**Task:**
Give the number of lines in the entries below that contain "FromRequestParts". Write nothing besides it.

-----

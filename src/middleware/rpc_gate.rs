//! RPC gate middleware
//! Mission: Run the interceptor in front of every handler and hand the admitted identity on

use crate::api::error::ApiError;
use crate::auth::{
    interceptor::{Admission, AuthContext, CallMetadata, Interceptor, AUTHORIZATION_HEADER, SECTION_HEADER},
    models::UserId,
};
use axum::{
    async_trait,
    extract::{FromRequestParts, Request, State},
    http::{request::Parts, HeaderMap},
    middleware::Next,
    response::Response,
};
use std::sync::Arc;

/// Identity of an admitted protected call. Only present once the gate has run.
#[derive(Debug, Clone, PartialEq, Eq)]
pub struct Caller(pub AuthContext);

impl Caller {
    pub fn user_id(&self) -> UserId {
        self.0.user_id
    }
}

pub async fn rpc_gate(
    State(interceptor): State<Arc<Interceptor>>,
    mut req: Request,
    next: Next,
) -> Result<Response, ApiError> {
    let admission = {
        let headers = req.headers();
        let call = CallMetadata {
            method: req.uri().path(),
            authorization: header_str(headers, AUTHORIZATION_HEADER),
            section: header_str(headers, SECTION_HEADER),
        };
        interceptor.admit(&call).await?
    };

    if let Admission::Authorized(context) = admission {
        req.extensions_mut().insert(Caller(context));
    }

    // Handler errors pass through untouched
    Ok(next.run(req).await)
}

fn header_str<'a>(headers: &'a HeaderMap, name: &str) -> Option<&'a str> {
    headers.get(name).and_then(|v| v.to_str().ok())
}

#[async_trait]
impl<S> FromRequestParts<S> for Caller
where
    S: Send + Sync,
{
    type Rejection = ApiError;

    async fn from_request_parts(parts: &mut Parts, _state: &S) -> Result<Self, Self::Rejection> {
        parts
            .extensions
            .get::<Caller>()
            .cloned()
            .ok_or(ApiError::Unauthenticated)
    }
}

-----

**Reply to the exercise:**
2